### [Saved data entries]
--- START ---
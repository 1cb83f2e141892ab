use dotenv::dotenv;
use sendgrid::error::SendgridError;
use sendgrid::v3::*;
use std::env;

pub async fn send_email(
    from_name: Option<&str>,
    to: Email,
    subject: &str,
    text: &str,
    reply_to: Option<Email>,
    attachment: Option<Attachment>,
) -> Result<(), SendgridError> {
    dotenv().ok();
    let sg_api_key = env::var("SENDGRID_API_KEY").expect("SENDGRID_API_KEY must be set");
    let p = Personalization::new(to);

    let from = make_email_obj("no-reply@wheelio.app", from_name.unwrap_or("Team Wheelio"));
    let mut m = Message::new(from)
        .set_subject(subject)
        .add_content(Content::new().set_content_type("text/html").set_value(text))
        .add_personalization(p);
    if let Some(reply_to) = reply_to {
        m = m.set_reply_to(reply_to);
    }
    if let Some(attachment) = attachment {
        m = m.add_attachment(attachment);
    }

    let sender = Sender::new(sg_api_key, None);
    let resp = sender.send(&m).await?;
    if !resp.status().is_success() {
        println!("status: {}", resp.status());
    }

    Ok(())
}

pub fn make_email_obj(addr: &str, name: &str) -> Email {
    let mut email = Email::new(addr);
    email = email.set_name(name);
    email
}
--- END ---
### [TASK GOAL]
An exact copy of every line above is needed.

### [RESPONSE TO THIS TASK]
repository 1cb83f2e141892ab
use dotenv::dotenv;
use sendgrid::error::SendgridError;
use sendgrid::v3::*;
use std::env;

pub async fn send_email(
    from_name: Option<&str>,
    to: Email,
    subject: &str,
    text: &str,
    reply_to: Option<Email>,
    attachment: Option<Attachment>,
) -> Result<(), SendgridError> {
    dotenv().ok();
    let sg_api_key = env::var("SENDGRID_API_KEY").expect("SENDGRID_API_KEY must be set");
    let p = Personalization::new(to);

    let from = make_email_obj("no-reply@wheelio.app", from_name.unwrap_or("Team Wheelio"));
    let mut m = Message::new(from)
        .set_subject(subject)
        .add_content(Content::new().set_content_type("text/html").set_value(text))
        .add_personalization(p);
    if let Some(reply_to) = reply_to {
        m = m.set_reply_to(reply_to);
    }
    if let Some(attachment) = attachment {
        m = m.add_attachment(attachment);
    }

    let sender = Sender::new(sg_api_key, None);
    let resp = sender.send(&m).await?;
    if !resp.status().is_success() {
        println!("status: {}", resp.status());
    }

    Ok(())
}

pub fn make_email_obj(addr: &str, name: &str) -> Email {
    let mut email = Email::new(addr);
    email = email.set_name(name);
    email
}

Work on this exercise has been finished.